Functional programming: Mathematical function

Mathematical function

And that’s basically it. A mathematical function doesn’t leave any marks in the outside world about its existence. It does only one thing: finds a corresponding object for each object we feed it.

In order for a method to become a mathematical function, it must fit two requirements. First of all, it should be referentially transparent. A referentially transparent function always produces the same result as long as you supply it the same arguments. It means that such function should operate only the values we pass in, it shouldn’t refer to the global state.

Here’s an example:

public long TicksElapsedFrom(int year)

{

    DateTime now = DateTime.Now;

    DateTime then = new DateTime(year, 1, 1);

 

    return (now – then).Ticks;

}

This method is not referentially transparent because it returns different results even if we pass it the same year. The reason here is that it refers to the global DatetTime.Now property.

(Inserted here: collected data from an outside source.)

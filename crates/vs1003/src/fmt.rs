//! Logging shim
//!
//! Forwards to `defmt` on hardware builds and to `tracing` on host builds.
//! With neither feature enabled the arguments are borrowed and dropped.
//! Keep format strings to `{}` and `{:#x}` so both back-ends accept them.
#![macro_use]
#![allow(unused_macros)]

macro_rules! trace {
    ($s:literal $(, $x:expr)* $(,)?) => {{
        #[cfg(feature = "defmt")]
        ::defmt::trace!($s $(, $x)*);
        #[cfg(feature = "tracing")]
        ::tracing::trace!($s $(, $x)*);
        #[cfg(not(any(feature = "defmt", feature = "tracing")))]
        let _ = ($(&$x,)*);
    }};
}

macro_rules! debug {
    ($s:literal $(, $x:expr)* $(,)?) => {{
        #[cfg(feature = "defmt")]
        ::defmt::debug!($s $(, $x)*);
        #[cfg(feature = "tracing")]
        ::tracing::debug!($s $(, $x)*);
        #[cfg(not(any(feature = "defmt", feature = "tracing")))]
        let _ = ($(&$x,)*);
    }};
}

macro_rules! info {
    ($s:literal $(, $x:expr)* $(,)?) => {{
        #[cfg(feature = "defmt")]
        ::defmt::info!($s $(, $x)*);
        #[cfg(feature = "tracing")]
        ::tracing::info!($s $(, $x)*);
        #[cfg(not(any(feature = "defmt", feature = "tracing")))]
        let _ = ($(&$x,)*);
    }};
}

macro_rules! warn {
    ($s:literal $(, $x:expr)* $(,)?) => {{
        #[cfg(feature = "defmt")]
        ::defmt::warn!($s $(, $x)*);
        #[cfg(feature = "tracing")]
        ::tracing::warn!($s $(, $x)*);
        #[cfg(not(any(feature = "defmt", feature = "tracing")))]
        let _ = ($(&$x,)*);
    }};
}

A referentially transparent alternative for this method would be:

public long TicksElapsedFrom(int year, DateTime now)

{

    DateTime then = new DateTime(year, 1, 1);

 

    return (now then).Ticks;

}

This version operates only the parameters passed in.

Secondly, the signature of a mathematical function must convey all information about the possible input values it accepts and the possible outcome it may produce. I call this trait method signature honesty.

Look at this code sample:

public int Divide(int x, int y)

{

    return x / y;

}

The Divide method, despite being referentially transparent, is not a mathematical function. Its signature states that it accepts any two integers and returns another integer. But what happens if we pass it 1 and 0 as input parameters?

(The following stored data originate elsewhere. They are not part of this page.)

//! Hardware Abstraction Layer for the VS1003 driver workspace
//!
//! This crate provides the trait-based seams the codec driver talks through,
//! enabling development and testing without physical hardware.
//!
//! # Architecture Layers
//!
//! ```text
//! Application (player, MIDI synth, ...)
//!         ↓
//! vs1003 driver (SCI/SDI protocol, playback session)
//!         ↓
//! Platform HAL (this crate - trait abstractions)
//!         ↓
//! Hardware Layer (any embedded-hal 1.0 implementation)
//! ```
//!
//! # Abstractions
//!
//! - [`gpio`] - Pins addressed by board-level [`PinId`]
//! - [`peripheral`] - Byte-wise full-duplex [`SerialBus`] with a swappable
//!   [`SpiConfig`] timing profile
//! - [`mocks`] - Simulated VS1003 for host tests (`std` feature)
//!
//! # Features
//!
//! - `std`: Enable the host mocks
//! - `defmt`: Enable defmt derives
//!
//! # Example
//!
//! ```no_run
//! use platform::{PinId, PinIo, PinState};
//!
//! fn pulse<P: PinIo>(pins: &mut P, reset: PinId) -> Result<(), P::Error> {
//!     pins.set_pin(reset, PinState::Low)?;
//!     pins.set_pin(reset, PinState::High)
//! }
//! ```

// ── Lint policy ─────────────────────────────────────────────────────────────
#![deny(clippy::unwrap_used)] // no .unwrap() in production code
#![deny(clippy::expect_used)] // no .expect() in production code
#![deny(clippy::panic)] // no panic!() in production code
#![deny(clippy::unreachable)] // no unreachable!() that isn't documented
#![deny(unused_must_use)]
// all Results must be handled
// ────────────────────────────────────────────────────────────────────────────
#![cfg_attr(not(test), no_std)]
#![warn(missing_docs)]
#![warn(clippy::all)]
#![warn(clippy::pedantic)]
#![deny(unsafe_op_in_unsafe_fn)] // unsafe fn body is not implicitly unsafe block
#![warn(clippy::print_stdout)] // prefer tracing/defmt over println! in lib code
// Pedantic lints suppressed for this hardware HAL crate:
#![allow(clippy::doc_markdown)] // pin and register names in doc comments
#![allow(clippy::must_use_candidate)]
#![allow(clippy::module_name_repetitions)]
#![allow(clippy::missing_errors_doc)]

#[cfg(feature = "std")]
extern crate std;

pub mod gpio;
pub mod hal;
pub mod peripheral;

#[cfg(any(test, feature = "std"))]
pub mod mocks;

// Re-export GPIO types
pub use gpio::{PinDirection, PinId, PinIo, PinState};

// Re-export peripheral types
pub use peripheral::{BitOrder, SerialBus, SpiConfig, SpiMode};

// Re-export embedded-hal adapters
pub use hal::{HalPins, HalSerialBus};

Functional programming: Dishonest method

Dishonest method

Instead of returning an integer as we’d expect, it will throw a Divide By Zero exception. It means that the method’s signature doesn’t convey enough information about the result of the operation. It deceives the caller by pretending that it can handle any two parameters of the integer type whereas in practice it has a special case which cannot be processed.

In order to convert the method into a mathematical function, we need to change the type of the “y” parameter, like this:

public static int Divide(int x, NonZeroInteger y)

{

    return x / y.Value;

}

Here, NonZeroInteger is a custom type which can contain any integer except zero. This way, we’ve made the method honest as it now doesn’t behave unexpectedly for any values from its input range. Another option is to change its returning type:

public static int? Divide(int x, int y)

{

    if (y == 0)

        return null;

 

    return x / y;

}

This version is also honest as it now doesn’t guarantee that it will return an integer for any possible combination of input values.

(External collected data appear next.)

//! Real-time MIDI
//!
//! With the VLSI real-time MIDI plugin running, the chip reads MIDI bytes
//! from SDI, each one padded to a 16-bit word (high byte zero).

use embedded_hal::delay::DelayNs;
use platform::{PinIo, SerialBus};

use crate::plugin::Plugin;
use crate::registers::{RTMIDI_START, SCI_AIADDR};
use crate::{DriverError, Vs1003};

/// A three-byte MIDI channel message.
#[derive(Debug, Clone, Copy, PartialEq, Eq)]
#[cfg_attr(feature = "defmt", derive(defmt::Format))]
pub struct MidiMessage {
    /// Status byte (command and channel)
    pub command: u8,
    /// First data byte
    pub data1: u8,
    /// Second data byte
    pub data2: u8,
}

impl MidiMessage {
    /// Raw message.
    pub const fn new(command: u8, data1: u8, data2: u8) -> Self {
        Self {
            command,
            data1,
            data2,
        }
    }

    /// Note on, `channel` 0..=15.
    pub const fn note_on(channel: u8, note: u8, velocity: u8) -> Self {
        Self::new(0x90 | (channel & 0x0F), note & 0x7F, velocity & 0x7F)
    }

    /// Note off, `channel` 0..=15.
    pub const fn note_off(channel: u8, note: u8, velocity: u8) -> Self {
        Self::new(0x80 | (channel & 0x0F), note & 0x7F, velocity & 0x7F)
    }

    /// Control change, `channel` 0..=15.
    pub const fn control_change(channel: u8, controller: u8, value: u8) -> Self {
        Self::new(0xB0 | (channel & 0x0F), controller & 0x7F, value & 0x7F)
    }

    /// SDI encoding: each byte preceded by a zero pad byte.
    pub const fn encode(self) -> [u8; 6] {
        [0, self.command, 0, self.data1, 0, self.data2]
    }
}

impl<B, P, D> Vs1003<B, P, D>
where
    B: SerialBus,
    P: PinIo,
    D: DelayNs,
{
    /// Load the real-time MIDI plugin and start it.
    pub fn begin_midi(&mut self, plugin: &Plugin<'_>) -> Result<(), DriverError<B, P>> {
        let writes = self.load_plugin(plugin)?;
        self.write_register(SCI_AIADDR, RTMIDI_START)?;
        info!("VS1003: real-time MIDI started ({} plugin writes)", writes);
        Ok(())
    }

    /// Send one MIDI message to the running MIDI plugin.
    pub fn send_midi_message(
        &mut self,
        command: u8,
        data1: u8,
        data2: u8,
    ) -> Result<(), DriverError<B, P>> {
        self.send_midi(MidiMessage::new(command, data1, data2))
    }

    /// Typed variant of [`send_midi_message`](Self::send_midi_message).
    pub fn send_midi(&mut self, message: MidiMessage) -> Result<(), DriverError<B, P>> {
        trace!(
            "MIDI {:#x} {:#x} {:#x}",
            message.command,
            message.data1,
            message.data2
        );
        self.send_buffer(&message.encode())
    }
}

Despite the simplicity of the functional programming definition, it entails a lot of practices that might seem novel to many programmers. Let’s see what they are.

Side effects

The first such practice is avoiding side effects as much as possible by employing immutability all over your code base. This technique is important because the act of mutating state contradicts the functional principles.

The signature of a method with a side effect doesn’t communicate enough information about what the actual result of the operation is, and that hinders our ability to reason about it. In order to validate your assumptions regarding the code you are writing, not only do you have to look at the method’s signature itself, but you also need to fall down to its implementation details and see if this method leaves any side effects that you didn’t expect:

Functional programming: Side effects

Side effects

Overall, code with data structures that change over time is harder to debug and is more error-prone. It brings even more problems in multi-threaded applications where you can have all sorts of nasty race conditions.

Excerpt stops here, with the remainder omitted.